Wilson smiles serenely at him for encouraging him to push the chaos of the patient crashing to the back of his mind. House tuts in disgust when it registers with him how clammy the hand he’s wilfully holding is and wipes it down Wilson’s trouser leg to dry it of residue sweat before clasping it in his own again.

“I’m going to take Jimmy off your hands here,” he addresses Thirteen directly. “He’s just dead weight. He’ll only be in the way otherwise. Isn’t that right, huh?” he pulls on Wilson to get some sort of rise out of him, taking his whole arm now. “That’s what all your wives said about you, you know. They have this secret club, see. Even your own mother’s a member.”

“Least I know,” Wilson starts, unaffected by House’s mocking.

“Know what?”

“Enough people for them to form a club,”

“The ‘Wilson’s a Waste-of-Space Foundation,’” House pretends he hasn’t heard him, then invites his fellows to ridicule his best friend as well. “Just as pithy as the Make a Wish Foundation, don’t you think?”

“Don’t you think,” Taub seems unimpressed, but he sizes up Wilson anyway, “that we should be running another differential? Or would you rather we redo all of the tests just to waste our time and hospital resources for good measure? Seizures shouldn’t be conducive to-” but his rant is cut off at the pass.

“Foreman,” House delegates, nodding towards his most competent doctor. “Lead the DDX. We’ll join you in about half an hour.”

“Why, where are you going?” Chase flaps an arm. “She had a seizure!”

“And that’s why I have four supposedly halfway decent doctors to monitor patients so I don’t have to. I can’t help it if she has a seizure. What I can help is figuring out what’s killing her - preferably before she actually dies,” he lectures them heatedly.
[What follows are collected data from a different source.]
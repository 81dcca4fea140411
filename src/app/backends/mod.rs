pub mod eager;
pub mod parallel;
pub mod sequential;

pub use eager::EagerBackend;
pub use parallel::ParallelBackend;
pub use sequential::SequentialBackend;

use crate::core::StreamBackend;
use crate::utils::error::{HarnessError, Result};

pub const BACKEND_NAMES: [&str; 3] = [
    SequentialBackend::NAME,
    EagerBackend::NAME,
    ParallelBackend::NAME,
];

pub fn backend_by_name(name: &str) -> Result<Box<dyn StreamBackend>> {
    match name {
        SequentialBackend::NAME => Ok(Box::new(SequentialBackend::new())),
        EagerBackend::NAME => Ok(Box::new(EagerBackend::new())),
        ParallelBackend::NAME => Ok(Box::new(ParallelBackend::new())),
        other => Err(HarnessError::UnknownBackend {
            name: other.to_string(),
        }),
    }
}

pub fn all_backends() -> Vec<Box<dyn StreamBackend>> {
    vec![
        Box::new(SequentialBackend::new()),
        Box::new(EagerBackend::new()),
        Box::new(ParallelBackend::new()),
    ]
}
“Now you can either stay here arguing with me until she does seize again or you can argue productively with each other to remind me why I hired you all in the first place. Go,” he spits with finality, reserving a hard glare for each of them as they retreat from the room in single file, obediently but reluctantly.
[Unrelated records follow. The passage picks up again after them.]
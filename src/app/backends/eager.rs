use crate::core::{CharacterCount, Comparator, Person, RangePipeline, StreamBackend, TraceLog};
use std::collections::VecDeque;

/// 每個階段先把整批資料處理完，才交給下一個階段。
/// Range pipelines run the same way, one bounded chunk at a time.
#[derive(Debug, Clone, Copy)]
pub struct EagerBackend {
    chunk_size: usize,
}

impl EagerBackend {
    pub const NAME: &'static str = "eager";
    pub const DEFAULT_CHUNK_SIZE: usize = 1 << 16;

    pub fn new() -> Self {
        Self::with_chunk_size(Self::DEFAULT_CHUNK_SIZE)
    }

    pub fn with_chunk_size(chunk_size: usize) -> Self {
        Self {
            chunk_size: chunk_size.max(1),
        }
    }

    fn run_stages(pipeline: &RangePipeline, chunk: Vec<i32>) -> Vec<i32> {
        pipeline.stages.iter().fold(chunk, |batch, stage| {
            batch
                .into_iter()
                .filter_map(|value| stage.apply(value))
                .collect()
        })
    }
}

impl Default for EagerBackend {
    fn default() -> Self {
        Self::new()
    }
}

impl StreamBackend for EagerBackend {
    fn name(&self) -> &str {
        Self::NAME
    }

    fn sum_filtered_scaled(&self, prices: &[i32], threshold: i32, factor: f64) -> f64 {
        let kept: Vec<i32> = prices
            .iter()
            .copied()
            .filter(|&price| price > threshold)
            .collect();
        let scaled: Vec<f64> = kept.iter().map(|&price| f64::from(price) * factor).collect();

        let mut sum = 0.0;
        for value in scaled {
            sum += value;
        }
        sum
    }

    fn sorted_by(&self, people: &[Person], comparator: &Comparator<Person>) -> Vec<Person> {
        let mut sorted = people.to_vec();
        sorted.sort_by(|left, right| comparator.compare(left, right));
        sorted
    }

    fn min_by(&self, people: &[Person], comparator: &Comparator<Person>) -> Option<Person> {
        // stable sort 後的第一個元素就是最早出現的最小值
        self.sorted_by(people, comparator).into_iter().next()
    }

    fn group_and_count(&self, symbols: &[String]) -> CharacterCount {
        let mut sorted: Vec<&str> = symbols.iter().map(String::as_str).collect();
        sorted.sort_unstable();

        let mut runs: Vec<(String, u64)> = Vec::new();
        for symbol in sorted {
            match runs.last_mut() {
                Some((last, count)) if last.as_str() == symbol => *count += 1,
                _ => runs.push((symbol.to_string(), 1)),
            }
        }
        runs.into_iter().collect()
    }

    fn descending(&self, names: &[String]) -> Vec<String> {
        let mut queue: VecDeque<String> = names.iter().cloned().collect();
        let mut reversed = Vec::with_capacity(queue.len());
        while let Some(name) = queue.pop_back() {
            reversed.push(name);
        }
        reversed
    }

    fn find_first_of_length(
        &self,
        names: &[String],
        length: usize,
        trace: &TraceLog,
    ) -> Option<String> {
        let matching: Vec<&String> = names
            .iter()
            .filter(|name| trace.length(name) == length)
            .collect();
        let upper: Vec<String> = matching.iter().map(|name| trace.to_upper(name)).collect();
        upper.into_iter().next()
    }

    fn range_transform(&self, pipeline: &RangePipeline) -> i32 {
        let step = i32::try_from(self.chunk_size).unwrap_or(i32::MAX);
        let mut sum = 0i32;
        let mut start = 0i32;
        while start < pipeline.upper {
            let end = start.saturating_add(step).min(pipeline.upper);
            let batch = Self::run_stages(pipeline, (start..end).collect());
            sum = batch.into_iter().fold(sum, |acc, value| acc.wrapping_add(value));
            start = end;
        }
        sum
    }
}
“Where are we going?” Wilson dares to speak up when he finds them alone save for Dana in the room.

House looks him dead in the eye, pivots and stumps out of the room wordlessly. Wilson blinks in confusion before skidding across the polished floor after him.
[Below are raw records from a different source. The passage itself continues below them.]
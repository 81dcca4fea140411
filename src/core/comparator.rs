use std::cmp::Ordering;
use std::fmt;
use std::sync::Arc;

/// A named ordering function `(T, T) -> i32`; only the sign of the result matters.
pub struct Comparator<T> {
    name: String,
    compare: Arc<dyn Fn(&T, &T) -> i32 + Send + Sync>,
}

impl<T> Comparator<T> {
    pub fn new<F>(name: impl Into<String>, compare: F) -> Self
    where
        F: Fn(&T, &T) -> i32 + Send + Sync + 'static,
    {
        Self {
            name: name.into(),
            compare: Arc::new(compare),
        }
    }

    pub fn name(&self) -> &str {
        &self.name
    }

    pub fn compare(&self, left: &T, right: &T) -> Ordering {
        (self.compare)(left, right).cmp(&0)
    }

    /// 反轉比較結果的正負號，排序本身仍然是 stable 的
    pub fn reversed(&self) -> Self
    where
        T: 'static,
    {
        let inner = Arc::clone(&self.compare);
        Self {
            name: format!("reversed({})", self.name),
            // 不直接取負號，避免 i32::MIN 溢位
            compare: Arc::new(move |left, right| inner(right, left)),
        }
    }
}

impl<T> Clone for Comparator<T> {
    fn clone(&self) -> Self {
        Self {
            name: self.name.clone(),
            compare: Arc::clone(&self.compare),
        }
    }
}

impl<T> fmt::Debug for Comparator<T> {
    fn fmt(&self, f: &mut fmt::Formatter<'_>) -> fmt::Result {
        f.debug_struct("Comparator").field("name", &self.name).finish()
    }
}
“House! House, where are we going?”

But the diagnostician strides on deliberately and unevenly down the corridor, completely and fervently indifferent to him.

“Aw, House just tell me!” Wilson huffs and then stops dead in his tracks. He crosses his arms and snaps petulantly after him, “Fine then. I - I’m not following you this time!”

Still, House limps onward.

But Wilson’s coup d’état gives way to curiosity within seconds. The linoleum screeches under his shoes when he starts forward in an impressive sprint, covering the distance between them in next to no time. He pulls on House’s elbow, shucking and shaking him and hoping the explanation will tumble right out of his mouth and put pay to the suspense.
But his efforts, however annoying, are to no avail.